Scala Parser Combinators: Parsing in a stream

2019-05-26 17:29发布

问题:

I'm using the native parser combinator library in scala, and I'd like to use it to parse a number of large files. I have my combinators set up, but the file that I'm trying to parse is too large to be read into memory all at once. I'd like to be able to stream from an input file through my parser and read it back to disk so that I don't need to store it all in memory at once.My current system looks something like this:

val f = Source.fromFile("myfile")
parser.parse(parser.document.+, f.reader).get.map{_.writeToFile}
f.close

This reads the whole file in as it parses, which I'd like to avoid.

回答1:

There is no easy or built-in way to accomplish this using scala's parser combinators, which provide a facility for implementing parsing expression grammars.

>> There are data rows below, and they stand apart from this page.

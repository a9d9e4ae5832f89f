use std::{
    ffi::CStr,
    fmt,
    hash::{Hash, Hasher},
    mem::ManuallyDrop,
    ptr::{self, NonNull},
    sync::Arc,
};

use crate::{
    error::Error,
    ffi::{ObjectPtr, PyObjectRaw, PySsize},
    gil::GilGuard,
    janitor::ReleaseQueue,
};

/// A host-side handle to a Python object.
///
/// Owns one strong reference for the handle's lifetime. Clones share that reference. When the
/// last clone is dropped the reference is released on the janitor thread, so dropping a handle
/// never blocks on the GIL and is safe from any thread. After the session shuts down, dropping
/// a handle does nothing.
///
/// Equality and hashing are by object identity.
#[derive(Clone)]
pub struct PyObject {
    resource: Arc<ObjectResource>,
}

struct ObjectResource {
    ptr: NonNull<PyObjectRaw>,
    queue: Arc<ReleaseQueue>,
}

// SAFETY: the pointer is only dereferenced by the interpreter with the GIL held; dropping it goes
// through the janitor queue.
unsafe impl Send for ObjectResource {}
// SAFETY: as above, the handle exposes no unsynchronised access to the object.
unsafe impl Sync for ObjectResource {}

impl Drop for ObjectResource {
    fn drop(&mut self) {
        self.queue.release(self.ptr);
    }
}

impl PyObject {
    /// Wraps a strong reference the caller owns.
    ///
    /// # Safety
    /// `ptr` must be a live object and the caller must transfer exactly one strong reference.
    pub(crate) unsafe fn from_owned_ptr(queue: &Arc<ReleaseQueue>, ptr: NonNull<PyObjectRaw>) -> Self {
        Self {
            resource: Arc::new(ObjectResource {
                ptr,
                queue: Arc::clone(queue),
            }),
        }
    }

    pub(crate) fn as_ptr(&self) -> ObjectPtr {
        self.resource.ptr.as_ptr()
    }

    /// The object's address, useful only for diagnostics and identity checks.
    #[must_use]
    pub fn addr(&self) -> u64 {
        self.resource.ptr.as_ptr() as usize as u64
    }
}

impl fmt::Debug for PyObject {
    fn fmt(&self, f: &mut fmt::Formatter<'_>) -> fmt::Result {
        write!(f, "PyObject({:#x})", self.addr())
    }
}

impl PartialEq for PyObject {
    fn eq(&self, other: &Self) -> bool {
        self.resource.ptr == other.resource.ptr
    }
}

impl Eq for PyObject {}

impl Hash for PyObject {
    fn hash<H: Hasher>(&self, state: &mut H) {
        self.resource.ptr.hash(state);
    }
}

/// A strong reference scoped to a held GIL.
///
/// Temporaries created while the GIL is held are released on drop directly, without going
/// through the janitor. [`into_object`](Self::into_object) turns one into a host handle.
pub(crate) struct Owned<'g> {
    ptr: NonNull<PyObjectRaw>,
    gil: &'g GilGuard<'g>,
}

impl<'g> Owned<'g> {
    /// # Safety
    /// `ptr` must be a new (owned) reference and `gil` must be held by this thread.
    pub(crate) unsafe fn from_new_ref(gil: &'g GilGuard<'g>, ptr: NonNull<PyObjectRaw>) -> Self {
        Self { ptr, gil }
    }

    pub(crate) fn as_ptr(&self) -> ObjectPtr {
        self.ptr.as_ptr()
    }

    /// Gives up ownership without releasing, for C API calls that steal a reference.
    pub(crate) fn into_ptr(self) -> ObjectPtr {
        ManuallyDrop::new(self).ptr.as_ptr()
    }

    /// Transfers the reference into a handle that outlives the GIL.
    pub(crate) fn into_object(self) -> PyObject {
        let gil = self.gil;
        let ptr = ManuallyDrop::new(self).ptr;
        // SAFETY: the reference owned by `self` moves into the handle.
        unsafe { PyObject::from_owned_ptr(&gil.shared().queue, ptr) }
    }

    pub(crate) fn getattr(&self, name: &CStr) -> Result<Owned<'g>, Error> {
        self.getattr_opt(name).ok_or_else(|| self.gil.take_error())
    }

    /// As [`getattr`](Self::getattr), leaving any error pending.
    pub(crate) fn getattr_opt(&self, name: &CStr) -> Option<Owned<'g>> {
        // SAFETY: GIL held, `name` is NUL-terminated.
        let attr = unsafe { (self.gil.api().PyObject_GetAttrString)(self.as_ptr(), name.as_ptr()) };
        self.gil.own_opt(attr)
    }

    pub(crate) fn setattr(&self, name: &CStr, value: ObjectPtr) -> Result<(), Error> {
        // SAFETY: GIL held; the value is not stolen.
        let status = unsafe { (self.gil.api().PyObject_SetAttrString)(self.as_ptr(), name.as_ptr(), value) };
        self.gil.check(status).map(drop)
    }

    /// Calls the object with positional arguments.
    pub(crate) fn call(&self, args: &[ObjectPtr]) -> Result<Owned<'g>, Error> {
        self.call_opt(args).ok_or_else(|| self.gil.take_error())
    }

    /// As [`call`](Self::call), leaving any error pending.
    pub(crate) fn call_opt(&self, args: &[ObjectPtr]) -> Option<Owned<'g>> {
        let api = self.gil.api();
        let len = PySsize::try_from(args.len()).ok()?;
        // SAFETY: GIL held; each argument gains a reference that the tuple then steals.
        unsafe {
            let tuple = self.gil.own_opt((api.PyTuple_New)(len))?;
            for (index, &arg) in args.iter().enumerate() {
                (api.Py_IncRef)(arg);
                if (api.PyTuple_SetItem)(tuple.as_ptr(), index as PySsize, arg) != 0 {
                    return None;
                }
            }
            self.gil.own_opt((api.PyObject_Call)(self.as_ptr(), tuple.as_ptr(), ptr::null_mut()))
        }
    }

    pub(crate) fn call0(&self) -> Result<Owned<'g>, Error> {
        // SAFETY: GIL held.
        let result = unsafe { (self.gil.api().PyObject_CallNoArgs)(self.as_ptr()) };
        self.gil.own(result)
    }
}

impl Drop for Owned<'_> {
    fn drop(&mut self) {
        // SAFETY: GIL held for `'g`, and this value owns one reference.
        unsafe { (self.gil.api().Py_DecRef)(self.ptr.as_ptr()) };
    }
}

Operators such as ||| (longest match) are largely incompatible with a stream parsing model, as they require extensive backtracking capabilities. In order to accomplish what you are trying to do, you would need to re-formulate your grammar such that no backtracking is required, ever. This is generally much harder than it sounds.

As mentioned by others, your best bet would be to look into a preliminary phase where you chunk your input (e.g. by line) so that you can handle a portion of the stream at a time.



回答2:

One easy way of doing it is to grab an Iterator from the Source object and then walk through the lines like so:

val source = Source.fromFile("myFile")
val lines = source.getLines
for (line <- lines) {
    // Do magic with the line-value
}
source.close // Close the file

But you will need to be able to use the lines one by one in your parser of course.

Source: https://groups.google.com/forum/#!topic/scala-user/LPzpXo3sUVE



回答3:

You might try the StreamReader class that is part of the parsing package.

You would use it something like:

val f = StreamReader( fromFile("myfile","UTF-8").reader() )

parseAll( parser, f )


回答4:

The longest match as one poster above mentioned combined with regex's using source.subSequence(0, source.length) means even StreamReader doesn't help.

The best kludgy answer I have is use getLines as others have mentioned, and chunk as the accepted answer mentions. My particular input required me to chunk 2 lines at a time. You could build an iterator out of the chunks you build to make it slightly less ugly.